-- Your objective --
A complete answer includes every line below with the word "while".

-- Information supplied --

****************

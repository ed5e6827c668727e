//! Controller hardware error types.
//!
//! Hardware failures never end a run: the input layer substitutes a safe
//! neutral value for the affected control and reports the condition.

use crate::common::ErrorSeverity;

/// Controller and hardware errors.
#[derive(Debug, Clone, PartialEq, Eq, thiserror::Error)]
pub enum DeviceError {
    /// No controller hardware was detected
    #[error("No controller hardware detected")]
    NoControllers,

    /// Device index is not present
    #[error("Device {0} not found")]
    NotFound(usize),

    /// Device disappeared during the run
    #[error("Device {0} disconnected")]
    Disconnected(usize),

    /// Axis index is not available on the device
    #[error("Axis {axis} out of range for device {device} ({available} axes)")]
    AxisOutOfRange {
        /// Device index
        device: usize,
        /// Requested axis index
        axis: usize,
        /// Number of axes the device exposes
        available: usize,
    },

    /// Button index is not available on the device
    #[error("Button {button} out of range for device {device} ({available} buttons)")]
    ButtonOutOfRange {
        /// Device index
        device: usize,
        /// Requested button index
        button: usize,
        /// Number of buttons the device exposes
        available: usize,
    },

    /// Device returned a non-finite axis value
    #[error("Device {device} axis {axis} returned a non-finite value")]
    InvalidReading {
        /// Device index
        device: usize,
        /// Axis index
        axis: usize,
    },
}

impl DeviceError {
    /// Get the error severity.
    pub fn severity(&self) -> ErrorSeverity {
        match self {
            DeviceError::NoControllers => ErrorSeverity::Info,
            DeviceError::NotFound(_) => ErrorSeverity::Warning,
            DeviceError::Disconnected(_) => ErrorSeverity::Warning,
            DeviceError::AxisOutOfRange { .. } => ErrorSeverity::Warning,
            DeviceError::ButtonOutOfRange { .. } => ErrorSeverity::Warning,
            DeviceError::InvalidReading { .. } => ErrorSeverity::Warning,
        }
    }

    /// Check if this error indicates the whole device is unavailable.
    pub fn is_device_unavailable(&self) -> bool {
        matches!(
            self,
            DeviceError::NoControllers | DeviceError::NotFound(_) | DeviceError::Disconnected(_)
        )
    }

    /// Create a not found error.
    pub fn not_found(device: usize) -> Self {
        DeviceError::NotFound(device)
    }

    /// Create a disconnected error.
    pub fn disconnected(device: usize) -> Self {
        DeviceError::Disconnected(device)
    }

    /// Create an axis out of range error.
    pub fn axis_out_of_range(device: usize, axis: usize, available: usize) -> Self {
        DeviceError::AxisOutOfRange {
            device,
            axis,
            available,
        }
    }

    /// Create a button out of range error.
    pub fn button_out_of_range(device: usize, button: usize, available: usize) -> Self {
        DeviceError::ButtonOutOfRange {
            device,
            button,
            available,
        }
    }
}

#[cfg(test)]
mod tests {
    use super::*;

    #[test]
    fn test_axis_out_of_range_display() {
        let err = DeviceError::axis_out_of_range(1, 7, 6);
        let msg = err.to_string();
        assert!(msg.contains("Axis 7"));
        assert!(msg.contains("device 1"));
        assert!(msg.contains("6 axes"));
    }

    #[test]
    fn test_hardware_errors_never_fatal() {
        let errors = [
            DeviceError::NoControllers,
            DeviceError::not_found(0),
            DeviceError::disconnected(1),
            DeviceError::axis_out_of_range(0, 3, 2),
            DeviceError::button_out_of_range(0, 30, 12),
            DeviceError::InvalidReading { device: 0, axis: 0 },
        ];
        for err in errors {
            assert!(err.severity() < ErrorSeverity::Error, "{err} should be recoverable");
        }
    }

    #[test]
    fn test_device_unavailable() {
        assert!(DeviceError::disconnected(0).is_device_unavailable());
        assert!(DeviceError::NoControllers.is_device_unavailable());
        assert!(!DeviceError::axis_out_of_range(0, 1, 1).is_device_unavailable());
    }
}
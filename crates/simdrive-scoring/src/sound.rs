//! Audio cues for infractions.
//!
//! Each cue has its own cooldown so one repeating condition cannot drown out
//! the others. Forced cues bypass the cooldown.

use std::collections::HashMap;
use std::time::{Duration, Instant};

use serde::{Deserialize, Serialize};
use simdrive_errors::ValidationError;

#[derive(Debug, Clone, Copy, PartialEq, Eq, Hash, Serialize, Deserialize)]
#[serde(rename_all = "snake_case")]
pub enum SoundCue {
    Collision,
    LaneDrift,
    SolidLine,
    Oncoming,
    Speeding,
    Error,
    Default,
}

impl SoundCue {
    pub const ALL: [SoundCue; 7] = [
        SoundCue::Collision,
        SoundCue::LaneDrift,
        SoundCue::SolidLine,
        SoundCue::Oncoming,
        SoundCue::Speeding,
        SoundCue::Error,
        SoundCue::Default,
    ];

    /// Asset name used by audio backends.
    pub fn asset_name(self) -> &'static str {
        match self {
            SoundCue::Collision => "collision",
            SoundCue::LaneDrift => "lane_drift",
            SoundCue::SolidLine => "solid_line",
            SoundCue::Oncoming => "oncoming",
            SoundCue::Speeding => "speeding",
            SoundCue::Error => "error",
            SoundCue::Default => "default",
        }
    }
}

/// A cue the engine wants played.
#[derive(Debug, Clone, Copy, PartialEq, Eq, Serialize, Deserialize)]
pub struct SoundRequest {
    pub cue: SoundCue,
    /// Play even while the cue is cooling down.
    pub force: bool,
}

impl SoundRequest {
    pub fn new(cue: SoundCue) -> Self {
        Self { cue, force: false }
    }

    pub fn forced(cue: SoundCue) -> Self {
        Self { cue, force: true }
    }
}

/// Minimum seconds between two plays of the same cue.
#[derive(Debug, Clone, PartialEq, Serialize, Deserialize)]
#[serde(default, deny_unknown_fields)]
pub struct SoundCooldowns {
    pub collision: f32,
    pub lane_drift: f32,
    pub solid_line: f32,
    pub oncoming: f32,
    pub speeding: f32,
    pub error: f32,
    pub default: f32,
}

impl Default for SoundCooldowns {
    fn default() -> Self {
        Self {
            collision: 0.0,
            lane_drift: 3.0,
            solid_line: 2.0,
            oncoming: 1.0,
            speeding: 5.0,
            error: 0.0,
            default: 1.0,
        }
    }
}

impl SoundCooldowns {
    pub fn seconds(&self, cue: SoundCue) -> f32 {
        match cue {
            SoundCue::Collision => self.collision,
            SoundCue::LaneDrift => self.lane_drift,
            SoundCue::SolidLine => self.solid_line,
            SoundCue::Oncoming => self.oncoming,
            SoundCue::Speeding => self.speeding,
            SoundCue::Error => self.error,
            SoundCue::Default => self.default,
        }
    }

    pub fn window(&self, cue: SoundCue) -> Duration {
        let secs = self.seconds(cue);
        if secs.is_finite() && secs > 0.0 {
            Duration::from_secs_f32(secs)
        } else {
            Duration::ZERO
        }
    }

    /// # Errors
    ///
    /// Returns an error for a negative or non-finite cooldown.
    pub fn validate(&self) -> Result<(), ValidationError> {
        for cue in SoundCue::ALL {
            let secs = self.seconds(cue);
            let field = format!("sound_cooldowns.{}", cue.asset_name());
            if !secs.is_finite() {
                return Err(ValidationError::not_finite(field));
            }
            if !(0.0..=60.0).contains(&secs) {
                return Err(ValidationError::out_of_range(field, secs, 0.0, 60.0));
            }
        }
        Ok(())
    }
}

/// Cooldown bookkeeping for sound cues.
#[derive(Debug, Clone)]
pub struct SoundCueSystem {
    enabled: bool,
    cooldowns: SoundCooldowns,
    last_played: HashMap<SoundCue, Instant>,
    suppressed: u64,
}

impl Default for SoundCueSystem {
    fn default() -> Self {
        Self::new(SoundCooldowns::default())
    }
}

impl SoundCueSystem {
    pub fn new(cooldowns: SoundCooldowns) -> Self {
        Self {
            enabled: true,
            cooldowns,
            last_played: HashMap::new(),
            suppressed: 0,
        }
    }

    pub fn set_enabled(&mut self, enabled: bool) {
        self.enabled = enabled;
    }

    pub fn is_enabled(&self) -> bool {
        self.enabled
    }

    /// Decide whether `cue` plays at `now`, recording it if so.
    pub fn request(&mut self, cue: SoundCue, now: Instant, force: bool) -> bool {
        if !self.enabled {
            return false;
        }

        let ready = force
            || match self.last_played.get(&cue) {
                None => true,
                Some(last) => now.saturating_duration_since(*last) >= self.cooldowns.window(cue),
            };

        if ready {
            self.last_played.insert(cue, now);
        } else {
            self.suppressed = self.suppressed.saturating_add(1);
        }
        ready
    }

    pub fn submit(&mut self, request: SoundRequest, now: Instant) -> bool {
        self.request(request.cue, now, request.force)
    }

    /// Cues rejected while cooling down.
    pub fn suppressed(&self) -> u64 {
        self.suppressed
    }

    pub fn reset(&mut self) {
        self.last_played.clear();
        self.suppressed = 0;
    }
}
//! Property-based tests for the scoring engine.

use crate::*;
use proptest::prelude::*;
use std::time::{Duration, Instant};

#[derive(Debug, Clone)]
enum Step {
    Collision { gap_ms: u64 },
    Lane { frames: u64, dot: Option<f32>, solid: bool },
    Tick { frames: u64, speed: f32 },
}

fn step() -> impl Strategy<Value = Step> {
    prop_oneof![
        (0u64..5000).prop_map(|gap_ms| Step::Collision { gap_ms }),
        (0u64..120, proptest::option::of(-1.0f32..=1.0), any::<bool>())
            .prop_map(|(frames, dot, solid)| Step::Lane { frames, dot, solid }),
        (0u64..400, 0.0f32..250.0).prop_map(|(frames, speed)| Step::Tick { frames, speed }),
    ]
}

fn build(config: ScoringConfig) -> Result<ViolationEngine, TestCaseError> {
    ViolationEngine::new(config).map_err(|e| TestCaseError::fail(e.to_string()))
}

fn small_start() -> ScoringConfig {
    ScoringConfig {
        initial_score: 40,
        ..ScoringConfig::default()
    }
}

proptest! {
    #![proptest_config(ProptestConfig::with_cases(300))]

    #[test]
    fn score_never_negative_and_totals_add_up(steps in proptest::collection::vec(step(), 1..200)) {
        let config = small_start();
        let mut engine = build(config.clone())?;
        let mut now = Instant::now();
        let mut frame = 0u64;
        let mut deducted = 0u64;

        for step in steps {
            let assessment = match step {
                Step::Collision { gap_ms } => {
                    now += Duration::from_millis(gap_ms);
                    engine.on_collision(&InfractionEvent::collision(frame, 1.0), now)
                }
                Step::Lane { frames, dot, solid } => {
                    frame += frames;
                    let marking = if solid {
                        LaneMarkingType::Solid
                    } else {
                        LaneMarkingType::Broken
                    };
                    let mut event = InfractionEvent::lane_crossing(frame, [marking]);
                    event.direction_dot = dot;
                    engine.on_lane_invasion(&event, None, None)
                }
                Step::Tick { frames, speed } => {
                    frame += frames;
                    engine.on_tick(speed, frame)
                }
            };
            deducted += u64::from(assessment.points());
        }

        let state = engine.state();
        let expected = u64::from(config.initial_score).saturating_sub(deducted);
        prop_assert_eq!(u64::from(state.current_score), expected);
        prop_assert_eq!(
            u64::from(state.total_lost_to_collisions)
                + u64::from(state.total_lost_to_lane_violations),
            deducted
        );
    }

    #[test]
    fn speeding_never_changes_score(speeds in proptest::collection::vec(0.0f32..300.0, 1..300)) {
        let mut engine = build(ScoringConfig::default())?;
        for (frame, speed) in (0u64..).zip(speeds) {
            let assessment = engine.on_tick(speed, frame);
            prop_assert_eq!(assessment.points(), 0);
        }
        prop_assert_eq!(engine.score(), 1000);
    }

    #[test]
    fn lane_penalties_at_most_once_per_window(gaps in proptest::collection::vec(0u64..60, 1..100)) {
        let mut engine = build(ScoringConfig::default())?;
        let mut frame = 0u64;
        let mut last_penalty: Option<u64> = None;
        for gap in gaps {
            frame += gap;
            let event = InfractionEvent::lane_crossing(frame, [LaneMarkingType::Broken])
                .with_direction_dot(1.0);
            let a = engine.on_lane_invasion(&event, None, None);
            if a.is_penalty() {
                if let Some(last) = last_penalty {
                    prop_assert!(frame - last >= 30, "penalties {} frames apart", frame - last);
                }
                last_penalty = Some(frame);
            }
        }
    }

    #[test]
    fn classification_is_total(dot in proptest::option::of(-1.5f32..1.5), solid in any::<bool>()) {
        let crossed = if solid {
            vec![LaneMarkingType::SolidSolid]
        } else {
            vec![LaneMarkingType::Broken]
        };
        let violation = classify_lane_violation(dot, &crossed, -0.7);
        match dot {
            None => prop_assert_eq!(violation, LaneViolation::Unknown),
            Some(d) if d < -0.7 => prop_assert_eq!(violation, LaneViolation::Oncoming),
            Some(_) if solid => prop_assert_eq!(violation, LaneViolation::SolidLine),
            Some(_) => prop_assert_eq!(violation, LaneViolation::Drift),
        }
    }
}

****************

-- Task answer --
    /// Play even while the cue is cooling down.
    /// Cues rejected while cooling down.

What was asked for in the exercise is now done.